25^th WORLD CANCER CONFERENCE

October 19-21, 2017 | Rome, Italy

Deug Y Shin, Taeheun Oh and Jung-bin Kim

Dankook University, South Korea

Posters & Accepted Abstracts: J Cancer Sci Ther

Abstract :

We previously reported the anti-apoptosis functions of a novel anti-apoptotic E3 ubiquitin ligase, AREL1, which ubiquitinates and promotes the proteasome-dependent degradation of cytosolic forms of IAP antagonists.

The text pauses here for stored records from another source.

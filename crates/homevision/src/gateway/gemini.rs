use std::time::{Duration, Instant};

use async_trait::async_trait;
use base64::engine::general_purpose::STANDARD;
use base64::Engine as _;
use serde::{Deserialize, Serialize};
use serde_json::{json, Value};
use tracing::debug;

use super::{GatewayError, ModelGateway};
use crate::config::GeminiConfig;
use crate::designs::domain::{InventoryItem, SourceImage};

const INVENTORY_PROMPT: &str = "\
Analyze this renovated room.
List the 3-5 major NEW items visible.
For each, provide:
- Name
- Category
- Visual Description
- Estimated Price in PHP (Philippine Peso)";

/// REST client for the Generative Language `generateContent` endpoint.
#[derive(Clone)]
pub struct GeminiGateway {
    client: reqwest::Client,
    base_url: String,
    api_key: String,
    image_model: String,
    vision_model: String,
}

impl GeminiGateway {
    pub fn new(config: &GeminiConfig) -> Result<Self, GatewayError> {
        let client = reqwest::Client::builder()
            .timeout(Duration::from_secs(config.timeout_secs))
            .build()
            .map_err(|err| GatewayError::Transport(err.to_string()))?;

        Ok(Self {
            client,
            base_url: config.base_url.trim_end_matches('/').to_string(),
            api_key: config.api_key.clone(),
            image_model: config.image_model.clone(),
            vision_model: config.vision_model.clone(),
        })
    }

    async fn generate(
        &self,
        model: &str,
        request: &GenerateContentRequest,
    ) -> Result<GenerateContentResponse, GatewayError> {
        let url = format!("{}/v1beta/models/{}:generateContent", self.base_url, model);
        let started = Instant::now();

        let response = self
            .client
            .post(&url)
            .header("x-goog-api-key", &self.api_key)
            .json(request)
            .send()
            .await
            .map_err(|err| GatewayError::Transport(err.to_string()))?;

        let status = response.status();
        debug!(
            model,
            status = status.as_u16(),
            elapsed_ms = started.elapsed().as_millis() as u64,
            "generateContent returned"
        );

        if !status.is_success() {
            let body = response.text().await.unwrap_or_default();
            return Err(GatewayError::Status {
                status: status.as_u16(),
                body,
            });
        }

        response
            .json::<GenerateContentResponse>()
            .await
            .map_err(|err| GatewayError::Transport(err.to_string()))
    }
}

impl std::fmt::Debug for GeminiGateway {
    fn fmt(&self, f: &mut std::fmt::Formatter<'_>) -> std::fmt::Result {
        f.debug_struct("GeminiGateway")
            .field("base_url", &self.base_url)
            .field("image_model", &self.image_model)
            .field("vision_model", &self.vision_model)
            .finish_non_exhaustive()
    }
}

#[async_trait]
impl ModelGateway for GeminiGateway {
    async fn renovate(
        &self,
        source: &SourceImage,
        style_prompt: &str,
    ) -> Result<Vec<u8>, GatewayError> {
        let request = renovation_request(source, style_prompt);
        let response = self.generate(&self.image_model, &request).await?;
        extract_image(response)
    }

    async fn analyze(&self, rendered_png: &[u8]) -> Result<Vec<InventoryItem>, GatewayError> {
        let request = inventory_request(rendered_png);
        let response = self.generate(&self.vision_model, &request).await?;
        extract_inventory(response)
    }
}

fn renovation_request(source: &SourceImage, style_prompt: &str) -> GenerateContentRequest {
    GenerateContentRequest {
        contents: vec![Content::user(vec![
            Part::text(style_prompt),
            Part::inline(&source.mime_type, &source.bytes),
        ])],
        generation_config: GenerationConfig {
            response_modalities: Some(vec!["IMAGE"]),
            temperature: Some(0.0),
            ..GenerationConfig::default()
        },
    }
}

fn inventory_request(rendered_png: &[u8]) -> GenerateContentRequest {
    GenerateContentRequest {
        contents: vec![Content::user(vec![
            Part::text(INVENTORY_PROMPT),
            Part::inline("image/png", rendered_png),
        ])],
        generation_config: GenerationConfig {
            response_mime_type: Some("application/json"),
            response_schema: Some(inventory_schema()),
            ..GenerationConfig::default()
        },
    }
}

fn inventory_schema() -> Value {
    let fields = [
        "item_name",
        "category",
        "visual_description",
        "estimated_price_php",
    ];

    json!({
        "type": "ARRAY",
        "items": {
            "type": "OBJECT",
            "properties": {
                "item_name": { "type": "STRING" },
                "category": { "type": "STRING" },
                "visual_description": { "type": "STRING" },
                "estimated_price_php": { "type": "INTEGER" }
            },
            "required": fields,
            "propertyOrdering": fields
        }
    })
}

fn first_parts(response: GenerateContentResponse) -> Vec<ResponsePart> {
    response
        .candidates
        .into_iter()
        .next()
        .and_then(|candidate| candidate.content)
        .map(|content| content.parts)
        .unwrap_or_default()
}

fn extract_image(response: GenerateContentResponse) -> Result<Vec<u8>, GatewayError> {
    let blob = first_parts(response)
        .into_iter()
        .find_map(|part| part.inline_data)
        .ok_or(GatewayError::MissingImage)?;

    let bytes = STANDARD
        .decode(blob.data.as_bytes())
        .map_err(GatewayError::MalformedImage)?;
    if bytes.is_empty() {
        return Err(GatewayError::MissingImage);
    }
    Ok(bytes)
}

fn extract_inventory(
    response: GenerateContentResponse,
) -> Result<Vec<InventoryItem>, GatewayError> {
    let text = first_parts(response)
        .into_iter()
        .next()
        .and_then(|part| part.text)
        .ok_or(GatewayError::MissingInventory)?;

    serde_json::from_str(&text).map_err(GatewayError::MalformedInventory)
}

#[derive(Debug, Serialize)]
#[serde(rename_all = "camelCase")]
struct GenerateContentRequest {
    contents: Vec<Content>,
    generation_config: GenerationConfig,
}

#[derive(Debug, Serialize)]
struct Content {
    role: &'static str,
    parts: Vec<Part>,
}

impl Content {
    fn user(parts: Vec<Part>) -> Self {
        Self { role: "user", parts }
    }
}

#[derive(Debug, Serialize)]
#[serde(rename_all = "camelCase")]
struct Part {
    #[serde(skip_serializing_if = "Option::is_none")]
    text: Option<String>,
    #[serde(skip_serializing_if = "Option::is_none")]
    inline_data: Option<Blob>,
}

impl Part {
    fn text(text: &str) -> Self {
        Self {
            text: Some(text.to_string()),
            inline_data: None,
        }
    }

    fn inline(mime_type: &str, bytes: &[u8]) -> Self {
        Self {
            text: None,
            inline_data: Some(Blob {
                mime_type: mime_type.to_string(),
                data: STANDARD.encode(bytes),
            }),
        }
    }
}

#[derive(Debug, Serialize)]
#[serde(rename_all = "camelCase")]
struct Blob {
    mime_type: String,
    data: String,
}

#[derive(Debug, Default, Serialize)]
#[serde(rename_all = "camelCase")]
struct GenerationConfig {
    #[serde(skip_serializing_if = "Option::is_none")]
    response_modalities: Option<Vec<&'static str>>,
    #[serde(skip_serializing_if = "Option::is_none")]
    temperature: Option<f32>,
    #[serde(skip_serializing_if = "Option::is_none")]
    response_mime_type: Option<&'static str>,
    #[serde(skip_serializing_if = "Option::is_none")]
    response_schema: Option<Value>,
}

#[derive(Debug, Deserialize)]
struct GenerateContentResponse {
    #[serde(default)]
    candidates: Vec<Candidate>,
}

#[derive(Debug, Deserialize)]
struct Candidate {
    #[serde(default)]
    content: Option<CandidateContent>,
}

#[derive(Debug, Deserialize)]
struct CandidateContent {
    #[serde(default)]
    parts: Vec<ResponsePart>,
}

#[derive(Debug, Deserialize)]
#[serde(rename_all = "camelCase")]
struct ResponsePart {
    #[serde(default)]
    text: Option<String>,
    #[serde(default, alias = "inline_data")]
    inline_data: Option<ResponseBlob>,
}

#[derive(Debug, Deserialize)]
struct ResponseBlob {
    data: String,
}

In the present study, we identified AREL1 as an oncogene that targets PHD2. Elevated expression of AREL1 was detected in 65% of randomly selected human lung and colon cancer cell lines and also found in 42% of 424 human tumor tissues. Furthermore, AREL1trangenic mice enhanced chemical-induced carcinogenesis as compared to wild-type ones. The oncogenic function of AREL1 led us to screen AREL1 target proteins involving in oncogenesis. PHD2, which regulates angiogenesis and tumor development, was identified as an AREL1-interacting protein from a yeast two-hybrid screen. PHD2 was down-regulated by AREL1. This down-regulation was blocked by either a potent proteasome inhibitor, MG132 or expression of an E3 activity-deficient mutant form of AREL1, AREL1-A790A. Taken together with that ubiquitination of endogenous PHD2 was enhanced by AREL1, these results indicate that AREL1 ubiquitinates and promotes a proteasome-dependent degradation of PHD2. Tumor angiogenesis of xenograft of AREL1-expressing cells was enhanced in association with down-regulation of PHD2 and up-regulation of HIF-1. Furthermore, endothelial cell tube formation assay revealed enhanced release of pro-angiogenic factors from AREL1expressing cells. Therefore, these results suggest that elevated expression of AREL1 contributes to tumorigenesis through targeting PHD2 as well as IAP antagonists, thus blocking apoptosis and enhancing angiogenesis.